Kebebasan Menurut Filsafat Jean Paul Sartre

Kebebasan Menurut Filsafat Jean Paul Sartre
Pemikiran Sartre berawal dari menaggapi pemikiran “Cogito Ergo Sum” yang digagas Rene Descartes. Menurut Sartre, Cogito ditafsirkan sebagai Cogito tertutup yang terpisah dari dunia dan terkurung dalam dirinya.

Sartre berkeyakinan bahwa “Ada” merupakan syarat bagi tampaknya sesuatu, “Ada” itu selalu bersifat transfenomenal, istilahnya tidak dapat dijadikan suatu fenomen saja, tidak pernah dapat dilampaui antara polaritas kesadaran dan “Ada”. Kesadaran dirumuskan Sartre sebagai berikut : kesadaran akan dirinya berada sebagai kesadaran akan sesuatu. Kesadaran adalah kesadaran diri, tetapi kesadaran dirinya tidak sama dengan pengalaman tentang dirinya.

Cogito bukanlah pengenalan diri, melainkan kehadiran kepada dirinya secara non-tematis, dapat dikatakan Cogito prareflektif. Kesadaran dirinya membonceng kesadaran dunia, artinya Cogito tidak menunjuk pada suatu relasi pengenalan, melainkan pada suatu relasi Ada. Kehadiran pada dirinya merupakan syarat yang perlu dan cukup untuk kesadaran, maka tidak membutuhkan suatu subjek Transendental atau Aku Absolut, seperti pemahaman idealisme. Untuk menunjukkan Ada, Sartre  mempunyai dua bentuk :

1.  Being-for-itslef (etre-pour-soi)
Ada yang berkesadaran, dengan prinsip kemampuan untuk bertanya dan menerima jawaban baik negatif maupun positif. Kesadaran tampil terhadap obyek, menanyakannya dan yang ditanyakan itu tidaklah dirinya sendiri sebagai kesadaran. Oleh karena itu, kesadaran tidak pernah identik dengan dirinya, bahkan tidak mempunyai identitas karena tidak bisa dekat dengan cara lain dari refleksi.
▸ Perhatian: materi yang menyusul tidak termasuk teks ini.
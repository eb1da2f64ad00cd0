use serde::{Deserialize, Serialize};
use validator::Validate;

use super::{InventoryRow, ListingStatus};

/// Параметры выборки страницы инвентаря.
#[derive(Debug, Clone, PartialEq, Serialize, Deserialize, Validate)]
pub struct RowQuery {
    #[validate(range(min = 1))]
    pub page: u32,
    #[serde(rename = "pageSize")]
    #[validate(range(min = 1, max = 100))]
    pub page_size: u32,
    #[serde(default, skip_serializing_if = "Option::is_none")]
    #[validate(length(max = 200))]
    pub search: Option<String>,
    #[serde(default, skip_serializing_if = "Option::is_none")]
    pub status: Option<ListingStatus>,
}

impl RowQuery {
    pub fn first_page(page_size: u32) -> Self {
        Self {
            page: 1,
            page_size,
            search: None,
            status: None,
        }
    }
}

#[derive(Debug, Clone, PartialEq, Serialize, Deserialize)]
pub struct RowPage {
    pub rows: Vec<InventoryRow>,
    #[serde(rename = "totalCount")]
    pub total_count: u64,
}

#[cfg(test)]
mod tests {
    use super::*;

    #[test]
    fn page_size_is_bounded() {
        let mut q = RowQuery::first_page(20);
        assert!(q.validate().is_ok());

        q.page_size = 0;
        assert!(q.validate().is_err());

        q.page_size = 101;
        assert!(q.validate().is_err());
    }

    #[test]
    fn page_starts_at_one() {
        let q = RowQuery {
            page: 0,
            ..RowQuery::first_page(20)
        };
        assert!(q.validate().is_err());
    }
}
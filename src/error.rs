use thiserror::Error;

/// Ошибки обращения к backend REST API инвентаря.
#[derive(Debug, Error)]
pub enum ApiError {
    /// Circuit breaker разомкнут, запрос не отправлялся.
    #[error("inventory API temporarily unavailable (circuit breaker open)")]
    CircuitOpen,
    #[error("inventory API request failed: {0}")]
    Transport(#[from] reqwest::Error),
    #[error("inventory API responded with {status}: {message}")]
    Status { status: u16, message: String },
    /// Отказ коллаборатора без HTTP-деталей (используется in-memory реализациями).
    #[error("inventory API rejected the request: {0}")]
    Rejected(String),
    /// Фоновая задача действия завершилась аварийно.
    #[error("inventory action was interrupted: {0}")]
    Interrupted(#[from] tokio::task::JoinError),
}

#[derive(Debug, Error, PartialEq)]
pub enum FieldError {
    #[error("unknown listing field `{0}`")]
    UnknownField(String),
    #[error("invalid value `{value}` for {field}: {reason}")]
    InvalidValue {
        field: &'static str,
        value: String,
        reason: String,
    },
}

#[derive(Debug, Error, PartialEq)]
pub enum ConfigError {
    #[error("{0} must be set")]
    Missing(&'static str),
    #[error("{name} has invalid value `{value}`: {reason}")]
    Invalid {
        name: &'static str,
        value: String,
        reason: &'static str,
    },
}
Menurut Sartre for-itself yaitu kehadiran manusia dirinya sendiri sebagai “Ada” yang menyebabkan ketiadaan muncul di bumi ini, ketiadaan yang muncul di dunia menyebabkan manusia memeluk kebebasanya, suatu kebebasan yang membuat kecemasan.

Kesadaran itu sebagai kebebasan mengatasi obyek yang disebut in-itslef, maka manusia dapat mengatur dan memilih serta memberikan makna alam kepadatan, dan memberikan bentuk tertentu sebagai dunia yang cocok bagi dirinya. Dengan demikian Sartre menjelaskan struktur langsung dari for-itslef, diantaranya : penghadiran diri, faktisitas dari for-itslef, for-itslef dan nilai-nilai, for-itslef dan adanya kemungkinan-kemungkinan, diri dan lingkungan kedirian.

2.  Being-in-itslef (etre-en-soi)
Ada yang tidak berkesadaran, in-itslef adalah suatu imanensi yang tidak dapat merealisasikan dirinya sendiri, tidak pernah terpisahkan baik dalam refleksi maupun temporalitas, maka disebut dengan “Ada dalam dirinya sendiri” (in-itslef). Sederhananya, “Ada” tidak ada hubungan keluar karena tidak berkesadaran, tidak pernah dan tidak akan bisa menempatkan dirinya, tidak pernah terpengaruh dengan masalah keberadaanya.

Manusia terus menerus berbuat, mencari tempat dimana ia dapat berdiri, berusaha untuk dapat “berada dalam diri”, akan tetapi hal demikian tidak mungkin. Pada hakekatnya manusia bukan hanya memiliki kesadaran dan kebebasan, tetapi hidupnya dihubungkan dengan sesamanya juga, ia “berada untuk orang lain” (l’etre pour autrui). Hal demikian menurut Sartre disebut dengan kata “malu”.

Pendapat Sartre, psikonalisa membuktikan bahwa manusia pada ahirnya hanya menginginkan satu hal, yaitu “berada”. Yang diinginkanya ia “berada dalam diri” yang dapat bersandar pada diri sendiri. Jadi bukan entre-en-soi, melainkan entre-en-so-pour-soi “berada dalam diri untuk diri”. Namun yang berada demikian hanyalah Allah semata, tapi Sartre tidak mengakui adanya Allah.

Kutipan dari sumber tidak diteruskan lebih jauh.